時に粗製濫造とも批判されそうなB級映画を短時間・低予算で作り上げるイメージが強く、実際同じセットで複数の映画を作ったりするわけですが時代に合わせた作品作り、人種差別が激しい時代に南部で撮影した「侵入者」では人種差別反対のメッセージを込めたり、今作では取り上げてませんが村上龍監督「KYOKO」では製作総合指揮を務めたり、今敏監督のアニメ「パーフェクト・ブルー」や黒澤映画含む良質な海外映画を買い付けたり(ジブリの「ナウシカ」は大幅カットしてますが 笑)とその能力や嗅覚は確かなもの。そして未だに映画への情熱が衰えないロジャー・コーマン氏にただ感動するのみです。
作品のイメージからすれば無精ヒゲ+黒縁メガネで大柄で不遜な人物が出てきそうですが本人は外見も中身も紳士的とビジュアルにギャップが有るのも印象的で、「世界に与える外見の印象と、無意識に思い描いていることの違いが重要なんだ。私の外見は平凡と言われてきたが、心の中は煮えたぎる地獄のようなものさ」という言葉は平凡な外見で(時に中身が濃いと言われる)少し悩む自分には励みとなる言葉でした。

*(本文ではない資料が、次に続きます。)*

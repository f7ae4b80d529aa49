//! Texture data decoded from pixel maps, ready for GPU upload.

use std::path::Path;

use anyhow::Context;

use crate::{error::AssetResult, ppm};

/// Texture data in CPU-friendly format before GPU upload.
#[derive(Clone, Debug, PartialEq)]
pub struct TextureData {
    pub data: Vec<u8>,
    pub width: u32,
    pub height: u32,
    /// Channel depth declared by the source. Parsed, not enforced.
    pub max_value: u32,
    pub format: TextureFormat,
}

/// Supported texture formats.
#[derive(Clone, Copy, Debug, PartialEq)]
pub enum TextureFormat {
    Rgba8,
}

impl TextureData {
    /// Create a new texture with given dimensions and RGBA8 format.
    pub fn new_rgba8(width: u32, height: u32, data: Vec<u8>) -> Self {
        assert_eq!(
            data.len(),
            width as usize * height as usize * 4,
            "Data size doesn't match RGBA8 format"
        );
        Self {
            data,
            width,
            height,
            max_value: 255,
            format: TextureFormat::Rgba8,
        }
    }

    /// Expand tightly packed RGB triples to RGBA with opaque alpha.
    /// `rgb` must hold exactly `width * height` triples.
    pub fn from_rgb(width: u32, height: u32, max_value: u32, rgb: &[u8]) -> Self {
        let mut data = Vec::with_capacity(rgb.len() / 3 * 4);
        for px in rgb.chunks_exact(3) {
            data.extend_from_slice(px);
            data.push(255);
        }
        Self {
            max_value,
            ..Self::new_rgba8(width, height, data)
        }
    }

    /// Decode a `P3`/`P6` pixel map held in memory.
    pub fn from_ppm(raw: &[u8]) -> AssetResult<Self> {
        ppm::decode(raw)
    }

    /// Load texture from a `P3`/`P6` pixel-map file.
    pub fn load_ppm<P: AsRef<Path>>(path: P) -> anyhow::Result<Self> {
        let path = path.as_ref();
        log::info!("Loading texture from {:?}", path);

        let raw = std::fs::read(path)
            .with_context(|| format!("Failed to read pixel map {:?}", path))?;
        let texture = Self::from_ppm(&raw)
            .with_context(|| format!("Failed to decode pixel map {:?}", path))?;

        log::info!(
            "Loaded texture {}x{} with {} bytes",
            texture.width,
            texture.height,
            texture.data.len()
        );
        Ok(texture)
    }

    /// Write the RGBA buffer out as a PNG file.
    pub fn save_png<P: AsRef<Path>>(&self, path: P) -> anyhow::Result<()> {
        let path = path.as_ref();
        image::save_buffer(
            path,
            &self.data,
            self.width,
            self.height,
            image::ExtendedColorType::Rgba8,
        )
        .map_err(|e| anyhow::anyhow!("Failed to save image {:?}: {}", path, e))?;

        log::info!("Saved texture {}x{} to {:?}", self.width, self.height, path);
        Ok(())
    }

    /// Create a simple test texture (checkerboard pattern).
    pub fn create_test_texture(size: u32) -> Self {
        let mut data = Vec::with_capacity((size * size * 4) as usize);

        for y in 0..size {
            for x in 0..size {
                let checker = ((x / 8) + (y / 8)) % 2;
                if checker == 0 {
                    // White square
                    data.extend_from_slice(&[255, 255, 255, 255]);
                } else {
                    // Gray square
                    data.extend_from_slice(&[128, 128, 128, 255]);
                }
            }
        }

        Self::new_rgba8(size, size, data)
    }

    /// Get the number of bytes per pixel for the format.
    pub fn bytes_per_pixel(&self) -> u32 {
        match self.format {
            TextureFormat::Rgba8 => 4,
        }
    }

    /// Check if the texture data is valid.
    pub fn is_valid(&self) -> bool {
        let expected_size =
            self.width as usize * self.height as usize * self.bytes_per_pixel() as usize;
        self.data.len() == expected_size && self.width > 0 && self.height > 0
    }
}

#[cfg(test)]
mod tests {
    use super::*;

    #[test]
    fn rgb_is_expanded_with_opaque_alpha() {
        let tex = TextureData::from_rgb(2, 1, 255, &[1, 2, 3, 4, 5, 6]);
        assert_eq!(tex.data, vec![1, 2, 3, 255, 4, 5, 6, 255]);
        assert_eq!(tex.bytes_per_pixel(), 4);
    }

    #[test]
    fn test_texture_is_valid_checkerboard() {
        let tex = TextureData::create_test_texture(16);
        assert!(tex.is_valid());
        assert_eq!(&tex.data[..4], &[255, 255, 255, 255]);
        // Pixel (8, 0) falls in the next checker cell.
        assert_eq!(&tex.data[8 * 4..8 * 4 + 4], &[128, 128, 128, 255]);
    }

    #[test]
    fn empty_image_is_not_valid() {
        let tex = TextureData::from_rgb(0, 0, 255, &[]);
        assert!(!tex.is_valid());
    }
}
//! Typed errors for the in-memory mesh and pixel-map parsers.

use std::fmt;

use thiserror::Error;

/// Which source list a face corner refers into.
#[derive(Clone, Copy, Debug, Eq, PartialEq)]
pub enum IndexKind {
    Position,
    Texcoord,
    Normal,
}

impl fmt::Display for IndexKind {
    fn fmt(&self, f: &mut fmt::Formatter<'_>) -> fmt::Result {
        let name = match self {
            IndexKind::Position => "position",
            IndexKind::Texcoord => "texcoord",
            IndexKind::Normal => "normal",
        };
        f.write_str(name)
    }
}

#[derive(Debug, Error, PartialEq)]
pub enum AssetError {
    /// A mandatory token was missing or not a number.
    #[error("Parse error on line {line}: {message}")]
    Parse { line: usize, message: String },

    /// Pixel-map magic is neither `P3` nor `P6`.
    #[error("Unsupported pixel-map format (magic {magic:?})")]
    UnsupportedFormat { magic: String },

    /// A face corner references outside its source list.
    #[error("{kind} index {index} out of range (len={len}) on line {line}")]
    IndexOutOfRange {
        kind: IndexKind,
        index: i64,
        len: usize,
        line: usize,
    },
}

impl AssetError {
    pub(crate) fn parse(line: usize, message: impl Into<String>) -> Self {
        AssetError::Parse {
            line,
            message: message.into(),
        }
    }
}

pub type AssetResult<T> = Result<T, AssetError>;

#[cfg(test)]
mod tests {
    use super::*;

    #[test]
    fn index_error_message_names_the_list() {
        let err = AssetError::IndexOutOfRange {
            kind: IndexKind::Normal,
            index: 7,
            len: 2,
            line: 12,
        };
        assert_eq!(
            err.to_string(),
            "normal index 7 out of range (len=2) on line 12"
        );
    }
}
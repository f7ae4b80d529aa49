use std::f32::consts::{PI, TAU};

use crate::{Mat3, Mat4, Vec3, Vec4};

/// One of the camera's basis vectors.
#[derive(Clone, Copy, Debug, Eq, PartialEq)]
pub enum Axis {
    Right,
    Up,
    Forward,
}

impl Axis {
    pub const ALL: [Axis; 3] = [Axis::Right, Axis::Up, Axis::Forward];

    /// Component of `Camera::angles` tracking rotation about this axis.
    #[inline]
    pub const fn index(self) -> usize {
        match self {
            Axis::Right => 0,
            Axis::Up => 1,
            Axis::Forward => 2,
        }
    }
}

/// Canned viewpoints offered by the parameter panel.
#[derive(Clone, Copy, Debug, Eq, PartialEq)]
pub enum CameraPreset {
    Default,
    Angled,
    TopDown,
}

impl CameraPreset {
    pub fn from_name(name: &str) -> Option<Self> {
        match name.to_ascii_lowercase().as_str() {
            "default" => Some(CameraPreset::Default),
            "angled" => Some(CameraPreset::Angled),
            "top-down" | "topdown" | "top" => Some(CameraPreset::TopDown),
            _ => None,
        }
    }

    pub fn eye(self) -> Vec3 {
        match self {
            CameraPreset::Default => Vec3::new(0.0, 0.0, 3.0),
            CameraPreset::Angled => Vec3::new(0.0, 2.0, 2.0),
            CameraPreset::TopDown => Vec3::new(0.0, 7.0, 0.0),
        }
    }

    /// Rotation about the right axis, radians.
    pub fn tilt(self) -> f32 {
        match self {
            CameraPreset::Default => 0.0,
            CameraPreset::Angled => -PI / 4.0,
            CameraPreset::TopDown => -PI / 2.0,
        }
    }
}

/// Perspective camera kept as an eye point plus a right/up/forward basis
/// (right-handed, looking down `-forward`).
///
/// Every mutator leaves `view()` consistent with the eye and basis, so there is
/// no separate refresh step to forget.
#[derive(Clone, Copy, Debug)]
pub struct Camera {
    eye: Vec3,
    right: Vec3,
    up: Vec3,
    forward: Vec3,
    fov_y_rad: f32,
    aspect: f32,
    z_near: f32,
    z_far: f32,
    /// Accumulated panel rotation per axis. Informational only.
    angles: Vec3,
    view: Mat4,
    orthonormalize: bool,
}

impl Camera {
    pub fn new_perspective(
        eye: Vec3,
        fov_y_rad: f32,
        aspect: f32,
        z_near: f32,
        z_far: f32,
    ) -> Self {
        let mut camera = Self {
            eye,
            right: Vec3::X,
            up: Vec3::Y,
            forward: Vec3::Z,
            fov_y_rad,
            aspect,
            z_near,
            z_far,
            angles: Vec3::ZERO,
            view: Mat4::IDENTITY,
            orthonormalize: true,
        };
        camera.update();
        camera
    }

    /// Replace the basis vectors as given, without normalizing them.
    pub fn with_basis(mut self, right: Vec3, up: Vec3, forward: Vec3) -> Self {
        self.right = right;
        self.up = up;
        self.forward = forward;
        self.update();
        self
    }

    /// Re-derive the basis after every rotation (on by default). When off, a
    /// rotation only touches the two non-pivot axes and numerical drift can
    /// accumulate.
    #[inline]
    pub fn with_orthonormalize(mut self, enabled: bool) -> Self {
        self.orthonormalize = enabled;
        self
    }

    #[inline]
    pub fn eye(&self) -> Vec3 {
        self.eye
    }

    #[inline]
    pub fn angles(&self) -> Vec3 {
        self.angles
    }

    #[inline]
    pub fn axis(&self, axis: Axis) -> Vec3 {
        match axis {
            Axis::Right => self.right,
            Axis::Up => self.up,
            Axis::Forward => self.forward,
        }
    }

    /// `[right, up, forward]`.
    #[inline]
    pub fn basis(&self) -> [Vec3; 3] {
        [self.right, self.up, self.forward]
    }

    /// World-to-camera transform.
    #[inline]
    pub fn view(&self) -> Mat4 {
        self.view
    }

    #[inline]
    pub fn fov(&self) -> f32 {
        self.fov_y_rad
    }

    #[inline]
    pub fn aspect(&self) -> f32 {
        self.aspect
    }

    #[inline]
    pub fn near(&self) -> f32 {
        self.z_near
    }

    #[inline]
    pub fn far(&self) -> f32 {
        self.z_far
    }

    #[inline]
    pub fn set_fov(&mut self, fov_y_rad: f32) {
        self.fov_y_rad = fov_y_rad;
    }

    #[inline]
    pub fn set_fov_degrees(&mut self, degrees: f32) {
        self.fov_y_rad = degrees.to_radians();
    }

    #[inline]
    pub fn set_aspect(&mut self, aspect: f32) {
        self.aspect = aspect;
    }

    #[inline]
    pub fn set_near(&mut self, z_near: f32) {
        self.z_near = z_near;
    }

    #[inline]
    pub fn set_far(&mut self, z_far: f32) {
        self.z_far = z_far;
    }

    /// Rebuild the view transform: basis vectors as rows, translation as the
    /// negated projection of the eye onto each axis.
    pub fn update(&mut self) {
        let (r, u, f) = (self.right, self.up, self.forward);
        self.view = Mat4::from_cols(
            Vec4::new(r.x, u.x, f.x, 0.0),
            Vec4::new(r.y, u.y, f.y, 0.0),
            Vec4::new(r.z, u.z, f.z, 0.0),
            self.translation().extend(1.0),
        );
    }

    /// Move the eye along one of the camera's own axes.
    pub fn translate_along(&mut self, axis: Axis, distance: f32) {
        self.eye += self.axis(axis) * distance;
        // Orientation is unchanged; only the translation column moves.
        self.view.w_axis = self.translation().extend(1.0);
    }

    /// Place the eye at an absolute world position.
    pub fn set_eye(&mut self, eye: Vec3) {
        self.eye = eye;
        self.view.w_axis = self.translation().extend(1.0);
    }

    /// Rotate the other two basis vectors about the current value of `axis`.
    /// Returns `false` and leaves the camera untouched when `axis` is degenerate.
    pub fn rotate_around(&mut self, axis: Axis, angle: f32) -> bool {
        let Some(pivot) = self.axis(axis).try_normalize() else {
            log::warn!("Ignoring rotation about degenerate {:?} axis", axis);
            return false;
        };
        let rotation = Mat3::from_axis_angle(pivot, angle);

        match axis {
            Axis::Right => {
                self.up = rotation * self.up;
                self.forward = rotation * self.forward;
            }
            Axis::Up => {
                self.right = rotation * self.right;
                self.forward = rotation * self.forward;
            }
            Axis::Forward => {
                self.right = rotation * self.right;
                self.up = rotation * self.up;
            }
        }

        if self.orthonormalize {
            self.reorthonormalize(axis);
        }
        self.update();
        true
    }

    /// Rotate so that the accumulated angle about `axis` becomes `radians`,
    /// wrapped into `[-PI, PI)`.
    pub fn set_angle(&mut self, axis: Axis, radians: f32) {
        let i = axis.index();
        let target = wrap_angle(radians);
        let delta = target - self.angles[i];
        if delta == 0.0 || self.rotate_around(axis, delta) {
            self.angles[i] = target;
        }
    }

    #[inline]
    pub fn set_angle_degrees(&mut self, axis: Axis, degrees: f32) {
        self.set_angle(axis, degrees.to_radians());
    }

    /// Back to the identity basis with zero accumulated angles.
    pub fn reset_orientation(&mut self) {
        self.right = Vec3::X;
        self.up = Vec3::Y;
        self.forward = Vec3::Z;
        self.angles = Vec3::ZERO;
        self.update();
    }

    pub fn apply_preset(&mut self, preset: CameraPreset) {
        self.reset_orientation();
        self.set_eye(preset.eye());
        self.set_angle(Axis::Right, preset.tilt());
    }

    fn translation(&self) -> Vec3 {
        Vec3::new(
            -self.right.dot(self.eye),
            -self.up.dot(self.eye),
            -self.forward.dot(self.eye),
        )
    }

    /// Gram-Schmidt with `fixed` as the anchor, then close the frame with a
    /// cross product so that `right x up = forward`.
    fn reorthonormalize(&mut self, fixed: Axis) {
        let frame = match fixed {
            Axis::Right => self.right.try_normalize().and_then(|r| {
                let u = (self.up - r * self.up.dot(r)).try_normalize()?;
                Some((r, u, r.cross(u)))
            }),
            Axis::Up => self.up.try_normalize().and_then(|u| {
                let f = (self.forward - u * self.forward.dot(u)).try_normalize()?;
                Some((u.cross(f), u, f))
            }),
            Axis::Forward => self.forward.try_normalize().and_then(|f| {
                let r = (self.right - f * self.right.dot(f)).try_normalize()?;
                Some((r, f.cross(r), f))
            }),
        };

        match frame {
            Some((r, u, f)) => {
                self.right = r;
                self.up = u;
                self.forward = f;
            }
            None => log::warn!("Camera basis is degenerate; leaving it as is"),
        }
    }
}

/// Wrap an angle into `[-PI, PI)`.
#[inline]
pub fn wrap_angle(radians: f32) -> f32 {
    (radians + PI).rem_euclid(TAU) - PI
}
//! Area-weighted vertex normals for meshes that ship without `vn` lines.

use glam::Vec3;

use crate::mesh::Face;

/// Unnormalized normal of the triangle `(p0, p1, p2)`. Its length is twice the
/// triangle's area.
#[inline]
pub fn face_normal(p0: Vec3, p1: Vec3, p2: Vec3) -> Vec3 {
    (p1 - p0).cross(p2 - p0)
}

/// Compute one normal per position.
///
/// Each face contributes the unnormalized normal of its first three corners to
/// every position it references, so larger faces weigh more. Positions that no
/// face references (or that only touch degenerate faces) get the zero vector.
///
/// Faces are expected to reference valid positions; corners outside
/// `positions` are ignored.
pub fn synthesize(positions: &[[f32; 3]], faces: &[Face]) -> Vec<[f32; 3]> {
    let mut accum = vec![Vec3::ZERO; positions.len()];

    for face in faces {
        let Some([i0, i1, i2]) = face.leading_triangle() else {
            continue;
        };
        let (Some(p0), Some(p1), Some(p2)) =
            (positions.get(i0), positions.get(i1), positions.get(i2))
        else {
            continue;
        };

        let n = face_normal(Vec3::from(*p0), Vec3::from(*p1), Vec3::from(*p2));
        for corner in &face.corners {
            if let Some(slot) = accum.get_mut(corner.position) {
                *slot += n;
            }
        }
    }

    log::debug!(
        "Synthesized {} vertex normals from {} faces",
        accum.len(),
        faces.len()
    );

    accum
        .into_iter()
        .map(|n| n.normalize_or_zero().to_array())
        .collect()
}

個人的には70年代の傑作カーアクションでロン・ハワード監督「バニシングinターボ」を割と取り上げてくれたのが嬉しかったです。そしてコーマン監督を目の前にして映画好きの子供に戻ったようなタラちゃん(タランティーノ)やドキュメンタリー制作当時はまだご存命だったピーター・フォンダ、デヴィッド・キャラダイン、そしてコーマン監督の弟のジーン・コーマン等のインタビューにも注目したい所。また、初期に手掛けたカーアクションが「ワイルドスピード」シリーズの原題「Fast And Furious」だったり、前述の「バニシングinターボ」のそれも人気ゲーム「Grand Theft Auto」という点には運命的な影響力さえ感じます。
ちなみに2000年代に「世界仰天ニュース」辺りの番組でロジャー・コーマン特集をしていたのですが、覚えている方居るでしょうか。当時最新作として「死者の日」なる映画を手掛けていると観た記憶が有りますが、検索しても出てこないので日本では未公開or違う邦題で発売されたのか気になっています。